Spouse of the General Secretary of the Communist Party of Vietnam
- Incumbent
- Assumed role 3 August 2024^{[a]}
- General Secretary: Tô Lâm
- Preceded by: Ngô Thị Mận

Spouse of the President of Vietnam
- Incumbent
- Assumed role 7 April 2026
- President: Tô Lâm
- Preceded by: Nguyễn Thị Minh Nguyệt
- In role 22 May 2024 – 21 October 2024
- President: Tô Lâm
- Preceded by: Phan Thị Thanh Tâm
- Succeeded by: Nguyễn Thị Minh Nguyệt

Personal details
- Born: Ngô Thị Phương Ly 1970 (age 55–56) Hanoi, North Vietnam (now Vietnam)
- Party: Communist Party of Vietnam
- Spouse: Tô Lâm
- Children: 2
- a. ^ Acting: 19 July – 3 August 2024

= Ngô Phương Ly =

First Lady of Vietnam since 2024

Ngô Thị Phương Ly (born 1970) is a Vietnamese journalist and the wife of General Secretary of the Communist Party and President Tô Lâm.
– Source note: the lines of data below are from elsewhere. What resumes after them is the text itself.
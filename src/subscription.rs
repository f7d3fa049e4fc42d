use crate::messaging::Frame;
use std::collections::HashMap;
use std::sync::Arc;
use uuid::Uuid;

/// Callback invoked for every inbound frame addressed to a subscribed task id.
pub type TaskCallback = Arc<dyn Fn(&Frame) + Send + Sync>;

/// Handle returned by `TaskChannel::subscribe`, used to unsubscribe later.
#[derive(Debug, Clone, PartialEq, Eq)]
pub struct SubscriptionHandle {
    pub(crate) task_id: String,
    pub(crate) id: Uuid,
}

impl SubscriptionHandle {
    pub fn task_id(&self) -> &str {
        &self.task_id
    }
}

struct RegisteredCallback {
    id: Uuid,
    callback: TaskCallback,
}

/// Outcome of registering a callback.
pub struct SubscribeOutcome {
    pub handle: SubscriptionHandle,
    /// True when this registration created the task id's entry, meaning a
    /// `subscribe` frame must go out.
    pub first_for_task: bool,
    /// True when the same callback was already registered for this id.
    pub deduplicated: bool,
}

/// Outcome of removing a callback.
pub struct UnsubscribeOutcome {
    pub removed: bool,
    /// True when the task id's entry was deleted, meaning an `unsubscribe`
    /// frame must go out.
    pub task_removed: bool,
}

/// Maps task ids to the callbacks interested in them.
///
/// A task id has exactly zero or one entry; registering the same callback
/// handle twice is idempotent (`Arc::ptr_eq`).
#[derive(Default)]
pub struct SubscriptionRegistry {
    topics: HashMap<String, Vec<RegisteredCallback>>,
}

impl SubscriptionRegistry {
    pub fn new() -> Self {
        Self::default()
    }

    pub fn add(&mut self, task_id: &str, callback: TaskCallback) -> SubscribeOutcome {
        let entry = self.topics.entry(task_id.to_string()).or_default();
        let first_for_task = entry.is_empty();

        if let Some(existing) = entry
            .iter()
            .find(|rc| Arc::ptr_eq(&rc.callback, &callback))
        {
            return SubscribeOutcome {
                handle: SubscriptionHandle {
                    task_id: task_id.to_string(),
                    id: existing.id,
                },
                first_for_task: false,
                deduplicated: true,
            };
        }

        let id = Uuid::new_v4();
        entry.push(RegisteredCallback { id, callback });

        SubscribeOutcome {
            handle: SubscriptionHandle {
                task_id: task_id.to_string(),
                id,
            },
            first_for_task,
            deduplicated: false,
        }
    }

    pub fn remove(&mut self, task_id: &str, id: Uuid) -> UnsubscribeOutcome {
        let Some(entry) = self.topics.get_mut(task_id) else {
            return UnsubscribeOutcome {
                removed: false,
                task_removed: false,
            };
        };

        let before = entry.len();
        entry.retain(|rc| rc.id != id);
        let removed = entry.len() < before;

        let task_removed = entry.is_empty();
        if task_removed {
            self.topics.remove(task_id);
        }

        UnsubscribeOutcome {
            removed,
            task_removed,
        }
    }

    /// Snapshot of the callbacks registered for a task id, for lock-free dispatch.
    pub fn callbacks_for(&self, task_id: &str) -> Vec<TaskCallback> {
        self.topics
            .get(task_id)
            .map(|entry| entry.iter().map(|rc| Arc::clone(&rc.callback)).collect())
            .unwrap_or_default()
    }

    /// Task ids with at least one live callback, for resubscription after a reconnect.
    pub fn task_ids(&self) -> Vec<String> {
        self.topics.keys().cloned().collect()
    }

    pub fn is_empty(&self) -> bool {
        self.topics.is_empty()
    }

    pub fn clear(&mut self) {
        self.topics.clear();
    }
}

#[cfg(test)]
mod tests {
    use super::*;
    use std::sync::atomic::{AtomicUsize, Ordering};

    fn noop() -> TaskCallback {
        Arc::new(|_frame: &Frame| {})
    }

    #[test]
    fn test_first_and_subsequent_registration() {
        let mut registry = SubscriptionRegistry::new();
        let first = registry.add("T1", noop());
        assert!(first.first_for_task);
        assert!(!first.deduplicated);

        let second = registry.add("T1", noop());
        assert!(!second.first_for_task);
        assert!(!second.deduplicated);
        assert_eq!(registry.callbacks_for("T1").len(), 2);
    }

    #[test]
    fn test_same_callback_twice_is_idempotent() {
        let mut registry = SubscriptionRegistry::new();
        let cb = noop();
        let first = registry.add("T1", Arc::clone(&cb));
        let second = registry.add("T1", cb);

        assert!(second.deduplicated);
        assert_eq!(first.handle, second.handle);
        assert_eq!(registry.callbacks_for("T1").len(), 1);
    }

    #[test]
    fn test_remove_last_callback_deletes_task_entry() {
        let mut registry = SubscriptionRegistry::new();
        let a = registry.add("T2", noop()).handle;
        let b = registry.add("T2", noop()).handle;

        let outcome = registry.remove("T2", a.id);
        assert!(outcome.removed);
        assert!(!outcome.task_removed);
        assert_eq!(registry.callbacks_for("T2").len(), 1);

        let outcome = registry.remove("T2", b.id);
        assert!(outcome.removed);
        assert!(outcome.task_removed);
        assert!(registry.is_empty());
    }

    #[test]
    fn test_remove_unknown_is_noop() {
        let mut registry = SubscriptionRegistry::new();
        registry.add("T1", noop());
        let outcome = registry.remove("nope", Uuid::new_v4());
        assert!(!outcome.removed);
        assert!(!outcome.task_removed);
    }

    #[test]
    fn test_snapshot_is_independent_of_registry() {
        let counter = Arc::new(AtomicUsize::new(0));
        let counter_cb = Arc::clone(&counter);
        let mut registry = SubscriptionRegistry::new();
        let handle = registry
            .add(
                "T1",
                Arc::new(move |_| {
                    counter_cb.fetch_add(1, Ordering::SeqCst);
                }),
            )
            .handle;

        let snapshot = registry.callbacks_for("T1");
        registry.remove("T1", handle.id);

        for cb in snapshot {
            cb(&Frame::heartbeat_response());
        }
        assert_eq!(counter.load(Ordering::SeqCst), 1);
    }

    #[test]
    fn test_task_ids_lists_live_topics() {
        let mut registry = SubscriptionRegistry::new();
        registry.add("T1", noop());
        registry.add("T2", noop());
        let mut ids = registry.task_ids();
        ids.sort();
        assert_eq!(ids, vec!["T1".to_string(), "T2".to_string()]);
    }
}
She has served as the de facto First Lady of Vietnam since 2024.

==Biography==

Ly was born in Hanoi, the third child of People's Artist and animation director Ngô Mạnh Lân and actress Phan Thị Ngọc Lan. Coming from a family active in the arts, she and her three siblings were encouraged by their father to pursue artistic careers from an early age. Her eldest sister, Ngô Thị Phương Lan, later became director of the Vietnam Film Department, while Ly studied to become a professional painter. She eventually chose not to continue painting and instead became a host on Vietnam Television.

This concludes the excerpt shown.